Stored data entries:
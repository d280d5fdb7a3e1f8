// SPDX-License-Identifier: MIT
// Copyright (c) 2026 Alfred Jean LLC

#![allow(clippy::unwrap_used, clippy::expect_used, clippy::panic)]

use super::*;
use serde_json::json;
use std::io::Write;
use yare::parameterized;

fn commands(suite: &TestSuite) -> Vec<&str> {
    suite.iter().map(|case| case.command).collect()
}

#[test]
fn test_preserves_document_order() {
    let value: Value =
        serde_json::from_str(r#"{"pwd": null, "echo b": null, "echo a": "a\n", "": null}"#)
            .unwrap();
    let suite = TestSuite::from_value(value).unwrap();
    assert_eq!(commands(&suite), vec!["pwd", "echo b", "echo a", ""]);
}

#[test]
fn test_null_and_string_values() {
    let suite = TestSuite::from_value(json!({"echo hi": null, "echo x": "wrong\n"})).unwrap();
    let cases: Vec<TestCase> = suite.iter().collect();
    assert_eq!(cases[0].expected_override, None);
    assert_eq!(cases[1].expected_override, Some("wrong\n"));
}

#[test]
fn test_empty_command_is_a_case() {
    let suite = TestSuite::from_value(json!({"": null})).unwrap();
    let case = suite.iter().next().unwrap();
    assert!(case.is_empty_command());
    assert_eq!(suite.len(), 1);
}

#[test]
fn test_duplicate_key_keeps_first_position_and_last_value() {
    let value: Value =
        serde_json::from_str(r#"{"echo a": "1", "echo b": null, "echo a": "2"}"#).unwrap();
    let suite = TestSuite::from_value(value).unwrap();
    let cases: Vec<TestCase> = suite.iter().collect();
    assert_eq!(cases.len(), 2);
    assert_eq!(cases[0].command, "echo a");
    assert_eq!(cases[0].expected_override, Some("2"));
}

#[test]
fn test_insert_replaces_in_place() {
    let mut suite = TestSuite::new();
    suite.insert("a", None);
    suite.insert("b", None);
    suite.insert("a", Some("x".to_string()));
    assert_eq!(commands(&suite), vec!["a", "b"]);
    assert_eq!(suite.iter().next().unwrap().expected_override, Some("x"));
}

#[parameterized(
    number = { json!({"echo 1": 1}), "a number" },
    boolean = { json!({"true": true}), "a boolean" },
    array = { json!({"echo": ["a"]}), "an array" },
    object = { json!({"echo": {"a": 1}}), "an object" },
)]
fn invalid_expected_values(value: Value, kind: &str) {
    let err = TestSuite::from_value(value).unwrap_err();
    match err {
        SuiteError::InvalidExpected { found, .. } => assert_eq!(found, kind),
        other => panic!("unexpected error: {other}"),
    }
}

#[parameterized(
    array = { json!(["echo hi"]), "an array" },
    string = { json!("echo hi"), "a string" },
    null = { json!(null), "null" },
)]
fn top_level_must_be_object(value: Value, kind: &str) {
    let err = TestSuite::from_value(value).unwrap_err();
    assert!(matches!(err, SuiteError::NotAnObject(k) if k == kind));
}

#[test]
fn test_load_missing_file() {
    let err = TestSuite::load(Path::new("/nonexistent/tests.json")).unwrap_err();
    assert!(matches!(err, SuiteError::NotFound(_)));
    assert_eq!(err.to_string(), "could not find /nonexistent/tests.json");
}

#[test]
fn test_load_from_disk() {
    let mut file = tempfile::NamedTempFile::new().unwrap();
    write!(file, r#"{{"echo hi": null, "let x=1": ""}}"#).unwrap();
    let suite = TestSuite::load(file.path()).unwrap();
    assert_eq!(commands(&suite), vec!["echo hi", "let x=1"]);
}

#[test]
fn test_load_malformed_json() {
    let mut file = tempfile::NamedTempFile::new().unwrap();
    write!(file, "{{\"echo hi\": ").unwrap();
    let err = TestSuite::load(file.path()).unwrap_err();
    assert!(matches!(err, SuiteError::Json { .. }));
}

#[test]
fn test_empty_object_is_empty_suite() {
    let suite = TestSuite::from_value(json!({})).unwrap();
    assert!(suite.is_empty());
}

**DIRECTIONS FOR THIS TASK:**
What is the number of lines in the records that hold "wrong"? Give the number by itself.

**WRITTEN ANSWER:**
2